1. An apparatus for measuring the lateral distance between one track and an adjacent track, each track having two rails and each rail including a head with an inner and outer flank, comprising

1. a measuring bogie adapted to be mounted on the two rails of one track and movable therealong,

a. the measuring bogie carrying a wheel selectively engageable without play with the inner flank of the head of a selected one of the rails of the one said track,

2. a pivotal arm projecting from the measuring bogie towards an adjacent track,

3. a rolling element mounted for longitudinal movement on the projecting arm for adjusting the distance between the said wheel carried by the said measuring bogie and the rolling element,

a. the rolling element being arranged for sensing only the outer flank of the head of one of the rails of the adjacent track as it rolls therealong and the rolling element being positioned outside the operative portion of the adjacent track to permit train traffic to continue thereover while the rolling element rolls along the one rail, and

4. an indicator producing a measuring signal indicating the adjusted distance.
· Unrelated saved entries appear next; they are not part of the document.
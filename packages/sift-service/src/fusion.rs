//! Reciprocal rank fusion of the vector ranking and the lexical ranking.

use std::collections::HashMap;

use sift_config::Fusion;

#[derive(Clone, Copy, Debug, PartialEq)]
pub struct RrfParams {
	pub k: f32,
	pub vector_weight: f32,
	pub lexical_weight: f32,
}
impl Default for RrfParams {
	fn default() -> Self {
		Self { k: 60.0, vector_weight: 0.5, lexical_weight: 0.5 }
	}
}
impl From<&Fusion> for RrfParams {
	fn from(cfg: &Fusion) -> Self {
		Self { k: cfg.rrf_k, vector_weight: cfg.vector_weight, lexical_weight: cfg.bm25_weight }
	}
}

/// One entry of an input ranking. Rank is implied by position (1-based).
#[derive(Clone, Debug, PartialEq, Eq)]
pub struct RankedEntry {
	/// Identity key. Entries with the same key are the same document.
	pub key: String,
	/// Position of the document in the caller's pool.
	pub doc_index: usize,
}

#[derive(Clone, Debug, PartialEq)]
pub struct FusedCandidate {
	pub key: String,
	/// Pool index of the first occurrence of this identity.
	pub doc_index: usize,
	pub vector_rank: Option<u32>,
	pub lexical_rank: Option<u32>,
	pub fused_score: f32,
}

pub fn rrf_contribution(weight: f32, k: f32, rank: u32) -> f32 {
	weight / (k + rank as f32)
}

/// Merges both rankings. Each list contributes at most once per identity (its best rank), the
/// result is sorted by fused score descending, and ties keep first-seen order with the vector
/// list seen first.
pub fn reciprocal_rank_fusion(
	vector: &[RankedEntry],
	lexical: &[RankedEntry],
	params: RrfParams,
) -> Vec<FusedCandidate> {
	let mut candidates: Vec<FusedCandidate> = Vec::new();
	let mut by_key: HashMap<String, usize> = HashMap::new();

	for (source, list) in [(Source::Vector, vector), (Source::Lexical, lexical)] {
		for (idx, entry) in list.iter().enumerate() {
			let rank = idx as u32 + 1;
			let slot = *by_key.entry(entry.key.clone()).or_insert_with(|| {
				candidates.push(FusedCandidate {
					key: entry.key.clone(),
					doc_index: entry.doc_index,
					vector_rank: None,
					lexical_rank: None,
					fused_score: 0.0,
				});

				candidates.len() - 1
			});
			let candidate = &mut candidates[slot];
			let (rank_slot, weight) = match source {
				Source::Vector => (&mut candidate.vector_rank, params.vector_weight),
				Source::Lexical => (&mut candidate.lexical_rank, params.lexical_weight),
			};

			if rank_slot.is_some() {
				continue;
			}

			*rank_slot = Some(rank);
			candidate.fused_score += rrf_contribution(weight, params.k, rank);
		}
	}

	candidates.sort_by(|a, b| crate::cmp_f32_desc(a.fused_score, b.fused_score));

	candidates
}

#[derive(Clone, Copy)]
enum Source {
	Vector,
	Lexical,
}
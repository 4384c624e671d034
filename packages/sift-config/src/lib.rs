mod error;
mod types;

pub use error::{Error, Result};
pub use types::{
	Config, ContextWindow, Dedup, Enhancer, Fusion, Lexical, LlmProviderConfig, Providers, Service,
};

use std::{fs, path::Path};

pub const LEXICAL_BACKENDS: [&str; 2] = ["bm25", "keyword_overlap"];
pub const REORDER_STRATEGIES: [&str; 3] = ["best_first", "best_last", "lost_in_middle"];

pub fn load(path: &Path) -> Result<Config> {
	let raw = fs::read_to_string(path)
		.map_err(|err| Error::ReadConfig { path: path.to_path_buf(), source: err })?;

	let mut cfg: Config = toml::from_str(&raw)
		.map_err(|err| Error::ParseConfig { path: path.to_path_buf(), source: err })?;

	normalize(&mut cfg);

	validate(&cfg)?;

	Ok(cfg)
}

pub fn validate(cfg: &Config) -> Result<()> {
	if cfg.service.log_level.trim().is_empty() {
		return Err(Error::Validation {
			message: "service.log_level must be non-empty.".to_string(),
		});
	}

	for (label, value) in [
		("fusion.rrf_k", cfg.fusion.rrf_k),
		("fusion.vector_weight", cfg.fusion.vector_weight),
		("fusion.bm25_weight", cfg.fusion.bm25_weight),
		("lexical.k1", cfg.lexical.k1),
		("lexical.b", cfg.lexical.b),
		("lexical.epsilon", cfg.lexical.epsilon),
		("lexical.keyword_weight", cfg.lexical.keyword_weight),
		("dedup.similarity_threshold", cfg.dedup.similarity_threshold),
		("context.keyword_boost", cfg.context.keyword_boost),
	] {
		if !value.is_finite() {
			return Err(Error::Validation { message: format!("{label} must be a finite number.") });
		}
		if value < 0.0 {
			return Err(Error::Validation { message: format!("{label} must be zero or greater.") });
		}
	}

	if cfg.fusion.rrf_k <= 0.0 {
		return Err(Error::Validation {
			message: "fusion.rrf_k must be greater than zero.".to_string(),
		});
	}
	if cfg.fusion.vector_weight == 0.0 && cfg.fusion.bm25_weight == 0.0 {
		return Err(Error::Validation {
			message: "fusion.vector_weight and fusion.bm25_weight must not both be zero."
				.to_string(),
		});
	}
	if !LEXICAL_BACKENDS.contains(&cfg.lexical.backend.as_str()) {
		return Err(Error::Validation {
			message: "lexical.backend must be one of bm25 or keyword_overlap.".to_string(),
		});
	}

	for (label, value) in [
		("lexical.b", cfg.lexical.b),
		("lexical.keyword_weight", cfg.lexical.keyword_weight),
		("dedup.similarity_threshold", cfg.dedup.similarity_threshold),
	] {
		if !(0.0..=1.0).contains(&value) {
			return Err(Error::Validation {
				message: format!("{label} must be in the range 0.0-1.0."),
			});
		}
	}

	if cfg.context.max_docs == 0 {
		return Err(Error::Validation {
			message: "context.max_docs must be greater than zero.".to_string(),
		});
	}
	if !REORDER_STRATEGIES.contains(&cfg.context.reorder_strategy.as_str()) {
		return Err(Error::Validation {
			message:
				"context.reorder_strategy must be one of best_first, best_last, or lost_in_middle."
					.to_string(),
		});
	}
	if cfg.context.fallback_chars == 0 {
		return Err(Error::Validation {
			message: "context.fallback_chars must be greater than zero.".to_string(),
		});
	}
	if cfg.context.extract_input_chars == 0 {
		return Err(Error::Validation {
			message: "context.extract_input_chars must be greater than zero.".to_string(),
		});
	}
	if cfg.context.max_sentences == 0 {
		return Err(Error::Validation {
			message: "context.max_sentences must be greater than zero.".to_string(),
		});
	}
	if cfg.enhancer.num_variations == 0 {
		return Err(Error::Validation {
			message: "enhancer.num_variations must be greater than zero.".to_string(),
		});
	}
	if cfg.enhancer.max_keywords == 0 {
		return Err(Error::Validation {
			message: "enhancer.max_keywords must be greater than zero.".to_string(),
		});
	}

	if let Some(llm) = cfg.providers.llm.as_ref() {
		for (label, value) in [
			("providers.llm.api_base", &llm.api_base),
			("providers.llm.api_key", &llm.api_key),
			("providers.llm.model", &llm.model),
		] {
			if value.trim().is_empty() {
				return Err(Error::Validation { message: format!("{label} must be non-empty.") });
			}
		}

		if llm.timeout_ms == 0 {
			return Err(Error::Validation {
				message: "providers.llm.timeout_ms must be greater than zero.".to_string(),
			});
		}
		if !llm.temperature.is_finite() || !(0.0..=2.0).contains(&llm.temperature) {
			return Err(Error::Validation {
				message: "providers.llm.temperature must be in the range 0.0-2.0.".to_string(),
			});
		}

		for value in llm.default_headers.values() {
			if !value.is_string() {
				return Err(Error::Validation {
					message: "providers.llm.default_headers values must be strings.".to_string(),
				});
			}
		}
	}

	Ok(())
}

fn normalize(cfg: &mut Config) {
	cfg.service.log_level = cfg.service.log_level.trim().to_string();
	cfg.lexical.backend = cfg.lexical.backend.trim().to_ascii_lowercase();
	cfg.context.reorder_strategy = cfg.context.reorder_strategy.trim().to_ascii_lowercase();

	if cfg.enhancer.domain.trim().is_empty() {
		cfg.enhancer.domain = "general".to_string();
	}
	if let Some(llm) = cfg.providers.llm.as_mut()
		&& llm.path.trim().is_empty()
	{
		llm.path = "/v1/chat/completions".to_string();
	}
}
2. The apparatus of claim 1, wherein the rolling element is telescopingly mounted on an outer end of the projecting arm.

3. The apparatus of claim 1, wherein the rolling element comprises at least one roller in rolling engagement with the outer flank of the rail head of the one rail of the adjacent track, the roller being mounted for rotation about an axis substantially vertical to the track.
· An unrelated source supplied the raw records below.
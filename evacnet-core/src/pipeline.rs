//! Scenario evaluation: perturb, route, measure

use log::{debug, warn};
use serde::{Deserialize, Serialize};

use crate::{
    ComputeBudget, Error,
    algo::{
        capacity::{CapacityModel, CapacityParams},
        metrics::{DegenerateInput, EvacuationMetrics, MetricsCalculator, MetricsParams},
    },
    loading::Config,
    model::{AreaAnchors, ResolvedAnchors, StreetGraph},
    routing::{Route, RouteCalculator, RoutingParams},
    scenario::{PerturbationSummary, Scenario},
};

/// Parameters shared by every scenario of a batch
#[derive(Debug, Clone, Default, PartialEq, Serialize, Deserialize)]
#[serde(default)]
pub struct EvaluationOptions {
    pub capacity: CapacityParams,
    pub routing: RoutingParams,
    pub metrics: MetricsParams,
}

impl EvaluationOptions {
    pub fn from_config(config: &Config) -> Self {
        Self {
            capacity: config.capacity,
            routing: config.routing,
            metrics: config.metrics,
        }
    }
}

/// Result of evaluating one scenario
#[derive(Debug, Clone, Serialize)]
pub struct ScenarioEvaluation {
    pub scenario_id: String,
    pub perturbation: PerturbationSummary,
    pub sources: usize,
    pub destinations: usize,
    pub failed_pairs: usize,
    pub fallback_routes: usize,
    /// Anchors whose street node was closed by the scenario
    #[serde(skip_serializing_if = "Vec::is_empty")]
    pub unavailable_anchors: Vec<String>,
    pub metrics: EvacuationMetrics,
    #[serde(skip)]
    pub routes: Vec<Route>,
}

/// Evaluates a scenario against a base graph that stays untouched.
///
/// Anchors are snapped on the base graph. An anchor whose node the scenario
/// closes is reported unavailable rather than moved to another street. A
/// scenario that yields no routes still gets a metrics record, marked low
/// confidence.
///
/// # Errors
///
/// Returns [`Error::BudgetExhausted`] or [`Error::Cancelled`] when the budget
/// stops the work
pub fn evaluate_scenario(
    base: &StreetGraph,
    scenario: &Scenario,
    anchors: &AreaAnchors,
    options: &EvaluationOptions,
    budget: &ComputeBudget,
) -> Result<ScenarioEvaluation, Error> {
    budget.check()?;
    let modified = scenario.perturbations.apply(base);
    debug!("Scenario '{}': {:?}", scenario.id, modified.summary());

    let mut resolved = match anchors.resolve(base, Some(options.routing.max_snap_distance)) {
        Ok(resolved) => resolved,
        Err(Error::NoPointsFound) => {
            warn!("Scenario '{}' runs on an empty graph", scenario.id);
            ResolvedAnchors::default()
        }
        Err(e) => return Err(e),
    };
    let unavailable_anchors = resolved.retain_present(&modified);
    if !unavailable_anchors.is_empty() {
        warn!(
            "Scenario '{}' closes the streets of {}",
            scenario.id,
            unavailable_anchors.join(", ")
        );
    }

    let calculator = RouteCalculator::new(&modified)
        .with_model(CapacityModel::new(options.capacity))
        .with_params(options.routing)
        .with_budget(budget.clone());
    let route_set = calculator.multi_route(
        &resolved.source_nodes(),
        &resolved.destination_nodes(),
        options.routing.max_routes,
    )?;

    budget.check()?;
    let mut metrics = MetricsCalculator::new(options.metrics).compute(&modified, &route_set.routes);
    if !unavailable_anchors.is_empty() {
        metrics.note(DegenerateInput::ClosedAnchors);
    }
    if metrics.is_low_confidence() {
        warn!(
            "Scenario '{}' evaluated with low confidence ({} routes)",
            scenario.id,
            route_set.len()
        );
    }

    Ok(ScenarioEvaluation {
        scenario_id: scenario.id.clone(),
        perturbation: modified.summary(),
        sources: resolved.sources.len(),
        destinations: resolved.destinations.len(),
        failed_pairs: route_set.failures.len(),
        fallback_routes: route_set.fallback_count(),
        unavailable_anchors,
        metrics,
        routes: route_set.routes,
    })
}

#[cfg(test)]
mod tests {
    use super::*;
    use crate::{
        algo::metrics::Confidence,
        model::{Anchor, StreetEdge},
        scenario::{ClosureTarget, Perturbation, ScenarioPerturbation},
    };

    /// Two parallel east-west streets joined at both ends
    fn ladder() -> StreetGraph {
        let mut graph = StreetGraph::new();
        let mut prev: Option<(petgraph::graph::NodeIndex, petgraph::graph::NodeIndex)> = None;
        for i in 0..12_i64 {
            let lon = i as f64 * 0.002;
            let north = graph.add_node(i, lon, 0.001).unwrap();
            let south = graph.add_node(100 + i, lon, 0.0).unwrap();
            if let Some((pn, ps)) = prev {
                graph.add_street(pn, north, StreetEdge::new(222.0).with_name("North Road")).unwrap();
                graph.add_street(ps, south, StreetEdge::new(222.0).with_name("South Road")).unwrap();
            }
            if i == 0 || i == 11 {
                graph.add_street(north, south, StreetEdge::new(111.0)).unwrap();
            }
            prev = Some((north, south));
        }
        graph
    }

    fn anchors() -> AreaAnchors {
        AreaAnchors {
            safe_zones: vec![Anchor::new("East park", 0.022, 0.0005)],
            population_centers: vec![
                Anchor::new("West estate", 0.0, 0.001),
                Anchor::new("West market", 0.0, 0.0),
            ],
        }
    }

    #[test]
    fn baseline_scenario_produces_routes_and_metrics() {
        let base = ladder();
        let evaluation = evaluate_scenario(
            &base,
            &Scenario::baseline("baseline"),
            &anchors(),
            &EvaluationOptions::default(),
            &ComputeBudget::unlimited(),
        )
        .unwrap();

        assert_eq!(evaluation.sources, 2);
        assert_eq!(evaluation.destinations, 1);
        assert_eq!(evaluation.routes.len(), 2);
        assert_eq!(evaluation.failed_pairs, 0);
        assert_eq!(evaluation.metrics.routes_evaluated, 2);
        assert_eq!(evaluation.metrics.confidence, Confidence::Normal);
        assert!((0.0..=1.0).contains(&evaluation.metrics.fairness_index()));
        assert!((0.0..=1.0).contains(&evaluation.metrics.robustness()));
    }

    #[test]
    fn isolating_the_safe_zone_gives_low_confidence() {
        let base = ladder();
        let closure = Perturbation::close_nodes(vec![10, 110]);
        let scenario = Scenario::new("cut-off", ScenarioPerturbation::new(vec![closure]).unwrap());
        let options = EvaluationOptions {
            routing: RoutingParams {
                distance_fallback: false,
                ..RoutingParams::default()
            },
            ..EvaluationOptions::default()
        };

        let evaluation =
            evaluate_scenario(&base, &scenario, &anchors(), &options, &ComputeBudget::unlimited())
                .unwrap();

        assert!(evaluation.routes.is_empty());
        assert_eq!(evaluation.failed_pairs, 2);
        assert_eq!(evaluation.perturbation.removed_nodes, 2);
        assert!(evaluation.metrics.is_low_confidence());
        assert_eq!(evaluation.metrics.fairness_index(), 0.5);
        assert_eq!(evaluation.metrics.robustness(), 0.5);
        assert_eq!(base.node_count(), 24);
    }

    #[test]
    fn closing_an_anchor_marks_it_unavailable() {
        let base = ladder();
        let closure = Perturbation::closure(
            ClosureTarget::Radius {
                lon: 0.022,
                lat: 0.0005,
                radius_m: 120.0,
            },
            0,
            u32::MAX,
        )
        .unwrap();
        let scenario = Scenario::new("park-closed", ScenarioPerturbation::new(vec![closure]).unwrap());

        let evaluation = evaluate_scenario(
            &base,
            &scenario,
            &anchors(),
            &EvaluationOptions::default(),
            &ComputeBudget::unlimited(),
        )
        .unwrap();

        assert_eq!(evaluation.perturbation.removed_nodes, 2);
        assert_eq!(evaluation.sources, 2);
        assert_eq!(evaluation.destinations, 0);
        assert_eq!(evaluation.unavailable_anchors, vec!["East park".to_string()]);
        assert!(evaluation.routes.is_empty());
        assert!(evaluation.metrics.is_low_confidence());
        assert!(
            evaluation
                .metrics
                .degenerate
                .contains(&DegenerateInput::ClosedAnchors)
        );

        let json = serde_json::to_value(&evaluation).unwrap();
        assert_eq!(json["unavailable_anchors"][0], "East park");
        assert!(
            json["metrics"]["degenerate"]
                .as_array()
                .unwrap()
                .contains(&serde_json::json!("closed_anchors"))
        );
    }

    #[test]
    fn anchors_beyond_snap_distance_are_ignored() {
        let mut anchors = anchors();
        anchors.safe_zones.push(Anchor::new("Offshore", 0.022, 0.02));
        let options = EvaluationOptions {
            routing: RoutingParams {
                max_snap_distance: 200.0,
                ..RoutingParams::default()
            },
            ..EvaluationOptions::default()
        };

        let evaluation = evaluate_scenario(
            &ladder(),
            &Scenario::baseline("baseline"),
            &anchors,
            &options,
            &ComputeBudget::unlimited(),
        )
        .unwrap();

        assert_eq!(evaluation.destinations, 1);
        assert!(evaluation.unavailable_anchors.is_empty());
        assert_eq!(evaluation.metrics.confidence, Confidence::Normal);
    }

    #[test]
    fn options_take_snap_distance_from_config() {
        let config = Config::from_toml_str("[routing]\nmax_snap_distance = 75.0").unwrap();
        let options = EvaluationOptions::from_config(&config);
        assert!((options.routing.max_snap_distance - 75.0).abs() < 1e-12);
        assert!((RoutingParams::default().max_snap_distance - 500.0).abs() < 1e-12);
    }

    #[test]
    fn cancelled_budget_stops_evaluation() {
        let budget = ComputeBudget::unlimited();
        budget.cancel();
        let result = evaluate_scenario(
            &ladder(),
            &Scenario::baseline("baseline"),
            &anchors(),
            &EvaluationOptions::default(),
            &budget,
        );
        assert!(matches!(result, Err(Error::Cancelled)));
    }

    #[test]
    fn evaluation_serializes_without_routes() {
        let evaluation = evaluate_scenario(
            &ladder(),
            &Scenario::baseline("baseline"),
            &anchors(),
            &EvaluationOptions::default(),
            &ComputeBudget::unlimited(),
        )
        .unwrap();
        let json = serde_json::to_value(&evaluation).unwrap();
        assert_eq!(json["scenario_id"], "baseline");
        assert!(json.get("routes").is_none());
        assert!(json["metrics"]["graph"]["network_density"].is_number());
    }
}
4. The apparatus of claim 1, further comprising magnetic means associated with the rolling element to cause the rolling element to engage the one rail of the adjacent track.
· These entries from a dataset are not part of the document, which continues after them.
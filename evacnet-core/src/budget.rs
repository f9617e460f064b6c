//! Cooperative time limits for CPU-bound work

use std::sync::Arc;
use std::sync::atomic::{AtomicBool, Ordering};
use std::time::{Duration, Instant};

use crate::Error;

/// Deadline and cancellation flag polled by long-running searches.
///
/// Clones share the cancellation flag, so any clone can stop the work.
#[derive(Debug, Clone, Default)]
pub struct ComputeBudget {
    deadline: Option<Instant>,
    cancelled: Arc<AtomicBool>,
}

impl ComputeBudget {
    pub fn unlimited() -> Self {
        Self::default()
    }

    pub fn with_timeout(timeout: Duration) -> Self {
        Self {
            deadline: Instant::now().checked_add(timeout),
            cancelled: Arc::default(),
        }
    }

    /// Optional timeout, unlimited when `None`
    pub fn from_timeout(timeout: Option<Duration>) -> Self {
        timeout.map_or_else(Self::unlimited, Self::with_timeout)
    }

    pub fn deadline(&self) -> Option<Instant> {
        self.deadline
    }

    pub fn cancel(&self) {
        self.cancelled.store(true, Ordering::Relaxed);
    }

    pub fn is_cancelled(&self) -> bool {
        self.cancelled.load(Ordering::Relaxed)
    }

    /// # Errors
    ///
    /// [`Error::Cancelled`] after [`ComputeBudget::cancel`],
    /// [`Error::BudgetExhausted`] once the deadline has passed
    pub fn check(&self) -> Result<(), Error> {
        if self.is_cancelled() {
            return Err(Error::Cancelled);
        }
        if self.deadline.is_some_and(|deadline| Instant::now() >= deadline) {
            return Err(Error::BudgetExhausted);
        }
        Ok(())
    }
}

#[cfg(test)]
mod tests {
    use super::*;

    #[test]
    fn unlimited_budget_never_expires() {
        assert!(ComputeBudget::unlimited().check().is_ok());
        assert!(ComputeBudget::from_timeout(None).deadline().is_none());
    }

    #[test]
    fn zero_timeout_is_exhausted() {
        let budget = ComputeBudget::with_timeout(Duration::ZERO);
        assert!(matches!(budget.check(), Err(Error::BudgetExhausted)));
    }

    #[test]
    fn cancel_is_shared_between_clones() {
        let budget = ComputeBudget::with_timeout(Duration::from_secs(60));
        let clone = budget.clone();
        clone.cancel();
        assert!(matches!(budget.check(), Err(Error::Cancelled)));
    }
}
5. The apparatus of claim 4, wherein the magnetic means comprises a permanent magnet.

6. The apparatus of claim 4, wherein the magnetic means comprises a solenoid.

7. The apparatus of claim 4, wherein the rolling element comprises a roller in rolling engagement with the outer flank of the rail head of the one rail of the adjacent track, and the magnetic means is substantially U-shaped and encompasses the roller.

8. The apparatus of claim 4, wherein the rolling element comprises two rollers spaced apart along the one rail of the adjacent track and in rolling engagement with the outer flank of the rail head of the one rail, and the magnetic means is a permanent magnet mounted between the rollers.

9. The apparatus of claim 1, further comprising resilient means mounted for pressing the rolling element into engagement with the one rail of the adjacent track.

10. The apparatus of claim 1, wherein the rolling element comprises at least one flanged roller.

11. The apparatus of claim 1, wherein the rolling element comprises at least one roller in rolling engagement with the outer flank of the rail head of the one rail of the adjacent track, and further comprising a guide plate cooperating with the roller and the one rail for positioning the roller in engaged relationship with the one rail.

12. The apparatus of claim 1, wherein the indicator comprises a scale and a pointer cooperating with the scale to produce the measuring signal, and further comprising a rod laterally movable with the rolling element, the rod carrying the pointer.

13. The apparatus of claim 12, wherein the cooperating scale and pointer of the indicator are arranged to produce an electrical measuring signal, and further comprising a recording instrument receiving the electrical measuring signal and producing a written record in response thereto.